> _WHAT THIS TASK INVOLVES_
Write out the listing exactly as it is given.

── GIVEN DATA ──

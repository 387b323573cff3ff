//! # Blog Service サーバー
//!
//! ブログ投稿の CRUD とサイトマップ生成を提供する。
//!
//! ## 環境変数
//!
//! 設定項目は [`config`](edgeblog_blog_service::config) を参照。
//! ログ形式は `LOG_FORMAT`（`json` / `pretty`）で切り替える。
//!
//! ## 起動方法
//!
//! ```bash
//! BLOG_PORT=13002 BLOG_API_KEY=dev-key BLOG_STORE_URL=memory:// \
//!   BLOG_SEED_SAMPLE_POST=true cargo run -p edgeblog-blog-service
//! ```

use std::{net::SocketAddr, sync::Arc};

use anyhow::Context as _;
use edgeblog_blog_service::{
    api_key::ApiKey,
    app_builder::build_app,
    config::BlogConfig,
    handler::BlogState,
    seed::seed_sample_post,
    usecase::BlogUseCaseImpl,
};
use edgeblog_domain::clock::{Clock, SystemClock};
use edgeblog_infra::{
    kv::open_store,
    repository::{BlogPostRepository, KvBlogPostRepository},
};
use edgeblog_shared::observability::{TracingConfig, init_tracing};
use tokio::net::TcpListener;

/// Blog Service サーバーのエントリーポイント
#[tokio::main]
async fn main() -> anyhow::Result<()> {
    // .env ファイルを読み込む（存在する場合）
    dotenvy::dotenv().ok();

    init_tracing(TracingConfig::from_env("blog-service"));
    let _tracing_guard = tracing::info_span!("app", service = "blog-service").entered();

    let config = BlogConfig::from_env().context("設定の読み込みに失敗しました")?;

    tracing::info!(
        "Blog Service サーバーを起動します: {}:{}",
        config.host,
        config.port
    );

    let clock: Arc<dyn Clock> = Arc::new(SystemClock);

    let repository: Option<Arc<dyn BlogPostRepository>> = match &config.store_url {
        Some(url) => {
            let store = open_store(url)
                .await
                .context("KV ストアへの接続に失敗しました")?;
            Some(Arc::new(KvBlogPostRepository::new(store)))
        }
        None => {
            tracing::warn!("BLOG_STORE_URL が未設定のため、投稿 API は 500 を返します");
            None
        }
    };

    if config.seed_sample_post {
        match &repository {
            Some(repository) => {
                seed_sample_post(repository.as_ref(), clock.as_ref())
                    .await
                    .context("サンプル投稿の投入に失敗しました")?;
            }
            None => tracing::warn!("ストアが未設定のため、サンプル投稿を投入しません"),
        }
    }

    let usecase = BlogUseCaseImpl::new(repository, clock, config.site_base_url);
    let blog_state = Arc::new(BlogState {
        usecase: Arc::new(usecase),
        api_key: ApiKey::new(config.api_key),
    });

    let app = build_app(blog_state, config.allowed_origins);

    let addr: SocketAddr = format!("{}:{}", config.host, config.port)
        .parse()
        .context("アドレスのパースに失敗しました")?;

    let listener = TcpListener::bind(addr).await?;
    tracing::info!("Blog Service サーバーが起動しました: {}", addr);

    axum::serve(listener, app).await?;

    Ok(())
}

───

> _RESPONSE TO THIS TASK_
repository 387b323573cff3ff
//! # Blog Service サーバー
//!
//! ブログ投稿の CRUD とサイトマップ生成を提供する。
//!
//! ## 環境変数
//!
//! 設定項目は [`config`](edgeblog_blog_service::config) を参照。
//! ログ形式は `LOG_FORMAT`（`json` / `pretty`）で切り替える。
//!
//! ## 起動方法
//!
//! ```bash
//! BLOG_PORT=13002 BLOG_API_KEY=dev-key BLOG_STORE_URL=memory:// \
//!   BLOG_SEED_SAMPLE_POST=true cargo run -p edgeblog-blog-service
//! ```

use std::{net::SocketAddr, sync::Arc};

use anyhow::Context as _;
use edgeblog_blog_service::{
    api_key::ApiKey,
    app_builder::build_app,
    config::BlogConfig,
    handler::BlogState,
    seed::seed_sample_post,
    usecase::BlogUseCaseImpl,
};
use edgeblog_domain::clock::{Clock, SystemClock};
use edgeblog_infra::{
    kv::open_store,
    repository::{BlogPostRepository, KvBlogPostRepository},
};
use edgeblog_shared::observability::{TracingConfig, init_tracing};
use tokio::net::TcpListener;

/// Blog Service サーバーのエントリーポイント
#[tokio::main]
async fn main() -> anyhow::Result<()> {
    // .env ファイルを読み込む（存在する場合）
    dotenvy::dotenv().ok();

    init_tracing(TracingConfig::from_env("blog-service"));
    let _tracing_guard = tracing::info_span!("app", service = "blog-service").entered();

    let config = BlogConfig::from_env().context("設定の読み込みに失敗しました")?;

    tracing::info!(
        "Blog Service サーバーを起動します: {}:{}",
        config.host,
        config.port
    );

    let clock: Arc<dyn Clock> = Arc::new(SystemClock);

    let repository: Option<Arc<dyn BlogPostRepository>> = match &config.store_url {
        Some(url) => {
            let store = open_store(url)
                .await
                .context("KV ストアへの接続に失敗しました")?;
            Some(Arc::new(KvBlogPostRepository::new(store)))
        }
        None => {
            tracing::warn!("BLOG_STORE_URL が未設定のため、投稿 API は 500 を返します");
            None
        }
    };

    if config.seed_sample_post {
        match &repository {
            Some(repository) => {
                seed_sample_post(repository.as_ref(), clock.as_ref())
                    .await
                    .context("サンプル投稿の投入に失敗しました")?;
            }
            None => tracing::warn!("ストアが未設定のため、サンプル投稿を投入しません"),
        }
    }

    let usecase = BlogUseCaseImpl::new(repository, clock, config.site_base_url);
    let blog_state = Arc::new(BlogState {
        usecase: Arc::new(usecase),
        api_key: ApiKey::new(config.api_key),
    });

    let app = build_app(blog_state, config.allowed_origins);

    let addr: SocketAddr = format!("{}:{}", config.host, config.port)
        .parse()
        .context("アドレスのパースに失敗しました")?;

    let listener = TcpListener::bind(addr).await?;
    tracing::info!("Blog Service サーバーが起動しました: {}", addr);

    axum::serve(listener, app).await?;

    Ok(())
}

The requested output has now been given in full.